DESCRIPTION OF THE TASK — Write out the entries again. Match each one exactly.

Stored items
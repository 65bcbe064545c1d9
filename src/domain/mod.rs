//! Core domain types and logic.

pub mod magnitude;
pub mod column;
pub mod ohlcv;
pub mod series;
pub mod config_validation;
pub mod error;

SOLUTION —
repository 65bcbe064545c1d9
filename src/domain/mod.rs
//! Core domain types and logic.

pub mod magnitude;
pub mod column;
pub mod ohlcv;
pub mod series;
pub mod config_validation;
pub mod error;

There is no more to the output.